Exercise data:
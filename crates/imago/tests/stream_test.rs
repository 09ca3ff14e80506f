use imago_core::Value;
use imago_eval::Interpreter;

fn eval_with(interp: &Interpreter, src: &str) -> Value {
    interp
        .eval_str(src)
        .unwrap_or_else(|e| panic!("failed to eval `{src}`: {e}"))
}

#[test]
fn save_and_load_round_trip() {
    let dir = tempfile::tempdir().unwrap();
    let path = dir.path().join("out.txt").display().to_string();
    let interp = Interpreter::new();
    assert_eq!(
        eval_with(&interp, &format!("(save \"payload\" \"{path}\")")),
        Value::string("payload")
    );
    assert_eq!(
        eval_with(&interp, &format!("(load \"{path}\")")),
        Value::string("payload")
    );
}

#[test]
fn save_creates_parent_directories() {
    let dir = tempfile::tempdir().unwrap();
    let path = dir.path().join("a/b/c.txt").display().to_string();
    let interp = Interpreter::new();
    eval_with(&interp, &format!("(save \"deep\" \"{path}\")"));
    assert_eq!(
        eval_with(&interp, &format!("(load \"{path}\")")),
        Value::string("deep")
    );
}

#[test]
fn load_of_missing_file_is_nil() {
    let interp = Interpreter::new();
    assert_eq!(eval_with(&interp, "(load \"no/such/file\")"), Value::nil());
}

#[test]
fn file_stream_reads_forms() {
    let dir = tempfile::tempdir().unwrap();
    let path = dir.path().join("prog.lisp").display().to_string();
    std::fs::write(&path, "(+ 1 2) 42").unwrap();
    let interp = Interpreter::new();
    eval_with(&interp, &format!("(defq fs (file-stream \"{path}\"))"));
    assert_eq!(eval_with(&interp, "(eval (read fs))"), Value::int(3));
    assert_eq!(eval_with(&interp, "(read fs)"), Value::int(42));
    // end of input surfaces as nil
    assert_eq!(eval_with(&interp, "(read fs)"), Value::nil());
}

#[test]
fn file_stream_of_missing_path_is_nil() {
    let interp = Interpreter::new();
    assert_eq!(
        eval_with(&interp, "(file-stream \"no/such/file\")"),
        Value::nil()
    );
}

#[test]
fn read_char_packs_little_endian() {
    let dir = tempfile::tempdir().unwrap();
    let path = dir.path().join("bytes.bin").display().to_string();
    std::fs::write(&path, b"AB").unwrap();
    let interp = Interpreter::new();
    eval_with(&interp, &format!("(defq fs (file-stream \"{path}\"))"));
    // 'A' | 'B' << 8
    assert_eq!(eval_with(&interp, "(read-char fs 2)"), Value::int(0x4241));
    assert_eq!(eval_with(&interp, "(read-char fs)"), Value::nil());
}

#[test]
fn read_line_strips_the_newline() {
    let dir = tempfile::tempdir().unwrap();
    let path = dir.path().join("lines.txt").display().to_string();
    std::fs::write(&path, "one\ntwo").unwrap();
    let interp = Interpreter::new();
    eval_with(&interp, &format!("(defq fs (file-stream \"{path}\"))"));
    assert_eq!(eval_with(&interp, "(read-line fs)"), Value::string("one"));
    assert_eq!(eval_with(&interp, "(read-line fs)"), Value::string("two"));
    assert_eq!(eval_with(&interp, "(read-line fs)"), Value::nil());
}

#[test]
fn string_stream_accumulates() {
    let interp = Interpreter::new();
    eval_with(&interp, "(defq ss (string-stream \"\"))");
    eval_with(&interp, "(write ss \"hi\")");
    eval_with(&interp, "(write-char ss 33)");
    assert_eq!(eval_with(&interp, "(str ss)"), Value::string("hi!"));
}

#[test]
fn string_stream_starts_with_contents() {
    let interp = Interpreter::new();
    assert_eq!(
        eval_with(&interp, "(str (string-stream \"seed\"))"),
        Value::string("seed")
    );
}

#[test]
fn write_char_widths_and_lists() {
    let interp = Interpreter::new();
    eval_with(&interp, "(defq ss (string-stream \"\"))");
    // 0x4241 over two bytes is "AB"
    eval_with(&interp, "(write-char ss 16961 2)");
    eval_with(&interp, "(write-char ss (list 67 68))");
    assert_eq!(eval_with(&interp, "(str ss)"), Value::string("ABCD"));
}

#[test]
fn write_returns_the_stream() {
    let interp = Interpreter::new();
    // the same stream object comes back
    assert_eq!(
        eval_with(&interp, "(defq ss (string-stream \"\")) (eql ss (write ss \"x\"))"),
        Value::t()
    );
    assert_eq!(
        eval_with(
            &interp,
            "(defq ss2 (string-stream \"\")) (str (write (write ss2 \"a\") \"b\"))"
        ),
        Value::string("ab")
    );
}

#[test]
fn age_of_fresh_file_is_positive() {
    let dir = tempfile::tempdir().unwrap();
    let path = dir.path().join("f.txt").display().to_string();
    std::fs::write(&path, "x").unwrap();
    let interp = Interpreter::new();
    assert!(eval_with(&interp, &format!("(age \"{path}\")")).as_int().unwrap() > 0);
}
use imago_core::{well_known, ErrorKind, EvalContext, Value};

use crate::{bind, expand, special};

pub type EvalResult = Result<Value, imago_core::ImagoError>;

/// The interpreter: an evaluation context with the control specials and
/// the standard library registered into its root environment.
pub struct Interpreter {
    pub ctx: EvalContext,
}

impl Default for Interpreter {
    fn default() -> Self {
        Self::new()
    }
}

impl Interpreter {
    pub fn new() -> Self {
        let ctx = EvalContext::new();
        ctx.set_eval_fn(eval_value);
        ctx.set_apply_fn(apply_value);
        let wk = well_known();
        let env = ctx.env();
        env.insert(wk.nil, Value::nil());
        env.insert(wk.t, Value::t());
        env.insert(wk.stream_name, Value::string("repl"));
        env.insert(wk.stream_line, Value::int(0));
        special::register(&env);
        imago_stdlib::register_stdlib(&env);
        Interpreter { ctx }
    }

    pub fn eval(&self, form: &Value) -> EvalResult {
        self.ctx.eval(form)
    }

    /// Read, expand and evaluate every form in the string; the value of
    /// the last form. Error values short-circuit the remaining forms.
    pub fn eval_str(&self, src: &str) -> EvalResult {
        let forms = imago_reader::read_all(&self.ctx, src)?;
        let mut result = Value::nil();
        for mut form in forms {
            while expand::expand(&self.ctx, &mut form, 0)? != 0 {}
            result = self.ctx.eval(&form)?;
            if result.is_error() {
                break;
            }
        }
        Ok(result)
    }
}

/// Evaluate one form. Symbols look up (missing is `symbol_not_bound`),
/// non-empty lists dispatch on their evaluated head, everything else is
/// self-evaluating. A raw built-in head receives the whole original
/// form; otherwise the tail is reduced left to right, short-circuiting
/// on the first error value.
pub fn eval_value(ctx: &EvalContext, form: &Value) -> EvalResult {
    match form {
        Value::Symbol(s) => ctx
            .lookup(*s)
            .ok_or_else(|| ctx.error(ErrorKind::SymbolNotBound, "(eval form)", form.clone())),
        Value::List(items) => {
            let (head, len) = {
                let b = items.borrow();
                match b.first() {
                    None => return Ok(form.clone()),
                    Some(h) => (h.clone(), b.len()),
                }
            };
            let func = eval_value(ctx, &head)?;
            if func.is_error() {
                return Ok(func);
            }
            if let Value::Func(f) = &func {
                if f.raw {
                    let whole: Vec<Value> = items.borrow().clone();
                    return (f.func)(ctx, &whole);
                }
            }
            let mut args = Vec::with_capacity(len - 1);
            let mut i = 1;
            while i < len {
                let arg = { items.borrow().get(i).cloned() };
                let Some(arg) = arg else { break };
                let v = eval_value(ctx, &arg)?;
                if v.is_error() {
                    return Ok(v);
                }
                args.push(v);
                i += 1;
            }
            apply_value(ctx, &func, args)
        }
        _ => Ok(form.clone()),
    }
}

/// Apply a callee to already-evaluated arguments. Built-ins are called
/// directly; a list headed `lambda` or `macro` with a parameter list is
/// a closure: push a frame on the current chain, bind, evaluate the
/// body forms in order, pop. Anything else is `not_a_lambda`.
pub fn apply_value(ctx: &EvalContext, func: &Value, args: Vec<Value>) -> EvalResult {
    const HINT: &str = "(lambda ([arg ...]) body)";
    match func {
        Value::Func(f) => (f.func)(ctx, &args),
        Value::List(lst) => {
            let wk = well_known();
            let parts = {
                let b = lst.borrow();
                let marker = b.first().and_then(|v| v.as_spur());
                let is_closure = matches!(marker, Some(s) if s == wk.lambda || s == wk.macro_);
                if is_closure && b.len() > 1 && b[1].is_list() {
                    Some((b[1].clone(), b[2..].to_vec()))
                } else {
                    None
                }
            };
            let Some((params, body)) = parts else {
                return Err(ctx.error(ErrorKind::NotALambda, HINT, func.clone()));
            };
            ctx.env_push();
            let result: EvalResult = (|| {
                let bound = bind::env_bind(ctx, &params, &Value::list(args))?;
                if bound.is_error() {
                    return Ok(bound);
                }
                let mut value = Value::nil();
                for form in &body {
                    value = eval_value(ctx, form)?;
                    if value.is_error() {
                        break;
                    }
                }
                Ok(value)
            })();
            ctx.env_pop();
            result
        }
        _ => Err(ctx.error(ErrorKind::NotALambda, HINT, func.clone())),
    }
}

What the task asks: Tally every line above that has the word "evaluated", and report the total with no other words.

Answer area: 2